Boivin was one of the five Cronkite professors who spoke at the weekly Must See Monday event held in the school’s First Amendment Forum on Monday, Sept. 10, 2018. Cronkite’s assistant dean, Rebecca Blatt, moderated the event.
The presentation titled, “Launching Your Career with Cronkite Professional Programs,” offered information about the various opportunities students receive when they participate in the professional programs the school offers. The speakers mentioned how students can create meaningful, relevant content and obtain skills they can take to different areas.
Jessica Pucci, the director of Cronkite’s Digital Audience programs, mentioned examples of students whose journalism skills were landing them various job offers.
“One student had newsrooms fighting over her because not only could she create animated Snapchat content, but she knew how to measure its performance and optimize that content to grow and engage audiences,” says Pucci.
The school is also home to Cronkite News, the largest news organization operated by a journalism school in the world. It has bureaus in Phoenix, Washington D.C., Los Angeles and offers Cronkite Noticias, for Spanish-speaking reporters and audiences.
Christina Leonard, the executive director of Cronkite News, spoke about how the news program gives students the chance to do various jobs such as being on air, anchoring, reporting weather, working the cameras, helping behind the scenes and managing social media.
“I think what makes Cronkite News unique is the level of attention that we can give,” said Leonard. She described how the school wants its students to succeed and professors will do anything they can so that students achieve that success.
Cronkite’s New Media Innovation and Entrepreneurship Lab sets itself apart from other programs invents new ways of storytelling by using the latest technology to their advantage.
“We look at everything from creating news games to create augmented reality and virtual reality,” said lab director Retha Hill.
Fran R. Matera, the director of the Public Relations Lab, explained how the lab focuses on telling the stories of other people. Her program is working with the federal government and do research with focus groups to convey the lifestyle of families.

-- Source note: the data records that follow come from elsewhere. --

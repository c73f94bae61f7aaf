//! Persistence service: debounced write-back of chart edits.
//!
//! DESIGN
//! ======
//! Every mutation updates the in-memory chart at once and records an entry
//! in `PendingWrites`, keyed by entity. Repeated edits of the same entity
//! coalesce into one entry. A background task ticks every `write_tick`;
//! once the map has been quiet for `write_debounce`, it drains the map,
//! snapshots the affected rows under the lock, drops the lock, and writes
//! everything in one transaction. A drag that emits a move per pointer event
//! therefore costs a single upsert.
//!
//! ERROR HANDLING
//! ==============
//! A failed flush is logged and its batch dropped. There are no retries and
//! local state is never rolled back; the next edit of an entity writes its
//! full row again.

use std::collections::HashMap;
use std::time::Duration;

use canvas::doc::{ChartDoc, Connection, DecorativeLine, Person, Sector};
use tokio::sync::watch;
use tokio::task::JoinHandle;
use tokio::time::{Instant, MissedTickBehavior};
use tracing::{debug, error, info};
use uuid::Uuid;

use crate::state::AppState;

// =============================================================================
// PENDING WRITES
// =============================================================================

/// Entity table. Declaration order is the upsert order (parents first).
#[derive(Debug, Clone, Copy, PartialEq, Eq, Hash, PartialOrd, Ord)]
pub enum EntityKind {
    Sector,
    Person,
    Connection,
    Line,
}

#[derive(Debug, Clone, Copy, PartialEq, Eq, Hash, PartialOrd, Ord)]
pub struct EntityKey {
    pub kind: EntityKind,
    pub id: Uuid,
}

impl EntityKey {
    #[must_use]
    pub fn sector(id: Uuid) -> Self {
        Self { kind: EntityKind::Sector, id }
    }

    #[must_use]
    pub fn person(id: Uuid) -> Self {
        Self { kind: EntityKind::Person, id }
    }

    #[must_use]
    pub fn connection(id: Uuid) -> Self {
        Self { kind: EntityKind::Connection, id }
    }

    #[must_use]
    pub fn line(id: Uuid) -> Self {
        Self { kind: EntityKind::Line, id }
    }
}

#[derive(Debug, Clone, Copy, PartialEq, Eq)]
pub enum WriteOp {
    Upsert,
    Delete,
}

/// Coalescing map of writes not yet flushed.
#[derive(Debug, Default)]
pub struct PendingWrites {
    ops: HashMap<EntityKey, WriteOp>,
    last_touched: Option<Instant>,
}

impl PendingWrites {
    #[must_use]
    pub fn new() -> Self {
        Self::default()
    }

    /// Record that an entity's row must be written. A pending delete wins.
    pub fn mark_upsert(&mut self, key: EntityKey) {
        self.ops.entry(key).or_insert(WriteOp::Upsert);
        self.last_touched = Some(Instant::now());
    }

    /// Record that an entity's row must be removed. Supersedes any upsert.
    pub fn mark_delete(&mut self, key: EntityKey) {
        self.ops.insert(key, WriteOp::Delete);
        self.last_touched = Some(Instant::now());
    }

    #[cfg(test)]
    #[must_use]
    pub fn op(&self, key: &EntityKey) -> Option<WriteOp> {
        self.ops.get(key).copied()
    }

    #[must_use]
    pub fn len(&self) -> usize {
        self.ops.len()
    }

    #[must_use]
    pub fn is_empty(&self) -> bool {
        self.ops.is_empty()
    }

    /// True once `window` has elapsed since the last mark.
    #[must_use]
    pub fn is_quiet(&self, now: Instant, window: Duration) -> bool {
        self.last_touched
            .is_none_or(|t| now.saturating_duration_since(t) >= window)
    }

    /// Empty the map into a batch, upserts and deletes each sorted by table then id.
    pub fn drain(&mut self) -> WriteBatch {
        let mut batch = WriteBatch::default();
        for (key, op) in self.ops.drain() {
            match op {
                WriteOp::Upsert => batch.upserts.push(key),
                WriteOp::Delete => batch.deletes.push(key),
            }
        }
        batch.upserts.sort();
        batch.deletes.sort();
        self.last_touched = None;
        batch
    }
}

/// Keys drained from `PendingWrites`.
#[derive(Debug, Default, PartialEq, Eq)]
pub struct WriteBatch {
    pub upserts: Vec<EntityKey>,
    pub deletes: Vec<EntityKey>,
}

impl WriteBatch {
    #[must_use]
    pub fn len(&self) -> usize {
        self.upserts.len() + self.deletes.len()
    }

    /// Resolve keys into full rows. Upserts of entities that no longer exist are skipped.
    #[must_use]
    pub fn rows(&self, doc: &ChartDoc) -> FlushRows {
        let mut rows = FlushRows::default();
        for key in &self.upserts {
            match key.kind {
                EntityKind::Sector => rows.sectors.extend(doc.sector(&key.id).cloned()),
                EntityKind::Person => rows.people.extend(doc.person(&key.id).cloned()),
                EntityKind::Connection => rows.connections.extend(doc.connection(&key.id).cloned()),
                EntityKind::Line => rows.lines.extend(doc.line(&key.id).cloned()),
            }
        }
        for key in &self.deletes {
            let ids = match key.kind {
                EntityKind::Sector => &mut rows.deleted_sectors,
                EntityKind::Person => &mut rows.deleted_people,
                EntityKind::Connection => &mut rows.deleted_connections,
                EntityKind::Line => &mut rows.deleted_lines,
            };
            ids.push(key.id);
        }
        rows
    }
}

/// Row snapshots handed to `db::flush_writes`, taken under the chart lock.
#[derive(Debug, Default, Clone)]
pub struct FlushRows {
    pub sectors: Vec<Sector>,
    pub people: Vec<Person>,
    pub connections: Vec<Connection>,
    pub lines: Vec<DecorativeLine>,
    pub deleted_sectors: Vec<Uuid>,
    pub deleted_people: Vec<Uuid>,
    pub deleted_connections: Vec<Uuid>,
    pub deleted_lines: Vec<Uuid>,
}

impl FlushRows {
    #[must_use]
    pub fn len(&self) -> usize {
        self.sectors.len()
            + self.people.len()
            + self.connections.len()
            + self.lines.len()
            + self.deleted_sectors.len()
            + self.deleted_people.len()
            + self.deleted_connections.len()
            + self.deleted_lines.len()
    }

    #[must_use]
    pub fn is_empty(&self) -> bool {
        self.len() == 0
    }
}

// =============================================================================
// BACKGROUND TASK
// =============================================================================

/// Spawn the background write-back task. Returns a handle for shutdown.
///
/// The loop stops on the first change to `shutdown` or when its sender is dropped.
/// It checks only between ticks, so a flush already in progress always
/// finishes; await the handle before calling `flush_now`.
pub fn spawn_persistence_task(state: AppState, mut shutdown: watch::Receiver<bool>) -> JoinHandle<()> {
    let tick = state.config.write_tick;
    info!(
        tick_ms = tick.as_millis(),
        debounce_ms = state.config.write_debounce.as_millis(),
        "chart write-back configured"
    );
    tokio::spawn(async move {
        let mut ticker = tokio::time::interval(tick);
        ticker.set_missed_tick_behavior(MissedTickBehavior::Skip);
        loop {
            tokio::select! {
                _ = ticker.tick() => {}
                _ = shutdown.changed() => break,
            }
            if let Some(rows) = take_ready_rows(&state, Instant::now()).await {
                write_rows(&state, &rows).await;
            }
        }
        info!("chart write-back stopped");
    })
}

/// Flush everything pending regardless of the debounce window.
/// Used at shutdown. Returns the number of rows written or deleted.
pub async fn flush_now(state: &AppState) -> usize {
    let rows = {
        let mut chart = state.chart.write().await;
        if chart.pending.is_empty() {
            return 0;
        }
        info!(pending = chart.pending.len(), "flushing pending chart writes");
        let batch = chart.pending.drain();
        batch.rows(&chart.doc)
    };
    write_rows(state, &rows).await;
    rows.len()
}

/// Drain pending writes if the chart has been quiet long enough.
pub(crate) async fn take_ready_rows(state: &AppState, now: Instant) -> Option<FlushRows> {
    // PHASE: SNAPSHOT UNDER LOCK
    // WHY: clone rows while holding the lock, then write lock-free.
    let mut chart = state.chart.write().await;
    if chart.pending.is_empty() || !chart.pending.is_quiet(now, state.config.write_debounce) {
        return None;
    }
    let batch = chart.pending.drain();
    debug!(count = batch.len(), upserts = batch.upserts.len(), "draining pending chart writes");
    Some(batch.rows(&chart.doc))
}

async fn write_rows(state: &AppState, rows: &FlushRows) {
    match crate::db::flush_writes(&state.pool, rows).await {
        Ok(()) => debug!(count = rows.len(), "chart writes flushed"),
        Err(e) => error!(error = %e, count = rows.len(), "chart flush failed; dropping batch"),
    }
}

#[cfg(test)]
#[path = "persistence_test.rs"]
mod tests;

“The program seems to connect the dots of everything learned at the Cronkite School,” says Matera.
Toward the end of the presentation, Rebecca Blatt mentioned the importance of getting involved in a professional program as soon as possible in order to build on more experiences.
Hill gave a closing statement in which she said “Cronkite can take you to places you haven’t been before.” She mentioned the importance of bringing skills to smaller towns and making a difference for the people in the community.
The presentation informed its audience that journalists should not limit themselves on what career they want to follow.
“Internally, I’ve been having a conflict between choosing broadcast or investigative journalism and their presentation about having many different programs to choose from helped guide me into what mindset I should be in,” says Nicole Shinn, a freshman at Cronkite.